Diphyus is a genus of parasitoid wasps belonging to the family Ichneumonidae.

The genus was first described in 1890 by Joseph Kriechbaumer. (In the contents, the new genus is listed as Diphyes, a genus name which had already been used (1817) in the animal kingdom for a cnidarian genus, but in the text he described the genus Diphyus. He immediately follows this description with a description of Diphyes tricolor, which he references later in 1891 with the name Diphyus tricolor. Thus, the species is Diphyus tricolor.

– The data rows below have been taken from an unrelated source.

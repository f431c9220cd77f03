//! Error types for the agent pool.

use std::time::Duration;

/// Top-level error type.
#[derive(Debug, thiserror::Error)]
pub enum Error {
    #[error("Configuration error: {0}")]
    Config(#[from] ConfigError),

    #[error("Validation error: {0}")]
    Validation(#[from] ValidationError),

    #[error("Protocol error: {0}")]
    Protocol(#[from] ProtocolError),

    #[error("Engine error: {0}")]
    Engine(#[from] EngineError),

    #[error("Pool error: {0}")]
    Pool(#[from] PoolError),

    #[error("Session error: {0}")]
    Session(#[from] SessionError),
}

/// Configuration-related errors.
#[derive(Debug, thiserror::Error)]
pub enum ConfigError {
    #[error("Invalid configuration value for {key}: {message}")]
    InvalidValue { key: String, message: String },
}

/// A malformed job request, rejected before any worker sees it.
#[derive(Debug, Clone, PartialEq, Eq, thiserror::Error)]
pub enum ValidationError {
    #[error("{field} is required and must be non-empty")]
    MissingField { field: &'static str },
}

/// Envelope encoding/decoding errors.
#[derive(Debug, thiserror::Error)]
pub enum ProtocolError {
    #[error("Malformed envelope: {0}")]
    Json(#[from] serde_json::Error),

    #[error("IO error: {0}")]
    Io(#[from] std::io::Error),

    #[error("Framing error: {0}")]
    Frame(#[from] tokio_util::codec::LinesCodecError),
}

/// Failures raised by the streaming agent-query call.
#[derive(Debug, thiserror::Error)]
pub enum EngineError {
    #[error("Failed to spawn {program}: {reason}")]
    Spawn { program: String, reason: String },

    #[error("Engine IO error: {0}")]
    Io(#[from] std::io::Error),

    #[error("{0}")]
    Failed(String),

    #[error("Engine panicked: {0}")]
    Panicked(String),
}

/// Pool manager errors.
#[derive(Debug, thiserror::Error)]
pub enum PoolError {
    #[error(transparent)]
    Validation(#[from] ValidationError),

    #[error("Pool is shutting down and no longer accepts jobs")]
    ShuttingDown,

    #[error("Pool manager is no longer running")]
    Closed,

    #[error("Worker {worker_id} failed to launch: {reason}")]
    LaunchFailed { worker_id: usize, reason: String },

    #[error("Workers not ready after {waited:?}")]
    ReadyTimeout { waited: Duration },
}

/// Session orchestrator errors.
#[derive(Debug, thiserror::Error)]
pub enum SessionError {
    #[error("Session {session_id} not found")]
    NotFound { session_id: String },

    #[error(
        "Session {session_id} has no resume token yet; wait for the first streamed message before continuing"
    )]
    ResumeUnavailable { session_id: String },

    #[error("Session {session_id} is still running; cancel it or wait for completion")]
    Busy { session_id: String },

    #[error("Invalid skill name: {0:?}")]
    InvalidSkill(String),

    #[error(transparent)]
    Pool(#[from] PoolError),
}

/// Result type alias for the agent pool.
pub type Result<T> = std::result::Result<T, Error>;
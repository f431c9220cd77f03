//! Pool worker process: speaks the envelope protocol on stdin/stdout.
//!
//! Stdout carries the protocol, so all logging goes to stderr, where the
//! pool manager picks it up.

use agent_pool::config::EngineConfig;
use agent_pool::engine::create_engine;
use agent_pool::worker::WorkerRuntime;
use anyhow::Context as _;

#[tokio::main]
async fn main() -> anyhow::Result<()> {
    tracing_subscriber::fmt()
        .with_env_filter(
            tracing_subscriber::EnvFilter::try_from_default_env()
                .unwrap_or_else(|_| tracing_subscriber::EnvFilter::new("info")),
        )
        .with_target(false)
        .with_ansi(false)
        .with_writer(std::io::stderr)
        .init();

    let config = EngineConfig::from_env().context("invalid engine configuration")?;
    let engine = create_engine(&config);
    tracing::info!(engine = engine.name(), pid = std::process::id(), "Worker starting");

    let code = match WorkerRuntime::new(engine)
        .run(tokio::io::stdin(), tokio::io::stdout())
        .await
    {
        Ok(()) => {
            tracing::info!("Worker exiting");
            0
        }
        Err(e) => {
            tracing::error!(error = %e, "Worker protocol failure");
            1
        }
    };

    // The blocking stdin read cannot be cancelled, so the runtime would wait
    // on it forever; leave without dropping it.
    std::process::exit(code);
}
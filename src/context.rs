//! Application context: the pool and orchestrator, built and torn down
//! explicitly.

use std::sync::Arc;

use tracing::info;

use crate::config::PoolConfig;
use crate::error::Error;
use crate::pool::{PoolHandle, ShutdownReport};
use crate::session::{SessionOrchestrator, SkillCatalog, StaticSkillCatalog};
use crate::worker::{ProcessLauncher, WorkerLauncher};

/// Everything a front end needs, created once at startup.
pub struct AppContext {
    pub config: PoolConfig,
    pub pool: PoolHandle,
    pub orchestrator: Arc<SessionOrchestrator>,
}

impl AppContext {
    /// Start a pool of worker processes and an orchestrator on top of it.
    pub async fn init(config: PoolConfig) -> Result<Self, Error> {
        let launcher = Arc::new(ProcessLauncher::from_config(&config));
        Self::with_launcher(config, launcher, Arc::new(StaticSkillCatalog::default())).await
    }

    /// Same as [`init`](Self::init) with a custom launcher and skill catalog.
    pub async fn with_launcher(
        config: PoolConfig,
        launcher: Arc<dyn WorkerLauncher>,
        skills: Arc<dyn SkillCatalog>,
    ) -> Result<Self, Error> {
        let pool = PoolHandle::spawn(&config, launcher);
        if let Err(e) = pool.start().await {
            let _ = pool.stop().await;
            return Err(e.into());
        }
        info!(
            pool_size = config.pool_size,
            engine = config.engine.kind.as_str(),
            "Agent pool ready"
        );

        let orchestrator = SessionOrchestrator::new(pool.clone(), skills);
        Ok(Self {
            config,
            pool,
            orchestrator,
        })
    }

    /// Stop the pool. Running turns end, and later dispatches are rejected.
    pub async fn shutdown(self) -> Result<ShutdownReport, Error> {
        let report = self.pool.stop().await?;
        info!(
            acknowledged = report.acknowledged,
            killed = report.killed,
            "Agent pool shut down"
        );
        Ok(report)
    }
}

The genus has an almost cosmopolitan distribution.

Some species:

- Diphyus akaashii (Uchida, 1955)

- Diphyus adventor (Berthoumieu, 1892)
- Diphyus albicoxalis (Uchida, 1927)
- Diphyus duodecimguttorius (Uchida, 1955)
- Diphyus higebutonis (Uchida, 1955)
- Diphyus iwatai (Uchida, 1955)
- Diphyus palliatorius (Gravenhorst, 1829)
- Diphyus quadripunctorius
- Diphyus restitutor (Wesmael, 1859)
- Diphyus salicatorius (Gravenhorst, 1820)
- Diphyus suigensis (Uchida, 1927)
- Diphyus tricolor (Kim, 1955) Kriechbaumer, 1890
- Diphyus temmazanensis (Uchida, 1955)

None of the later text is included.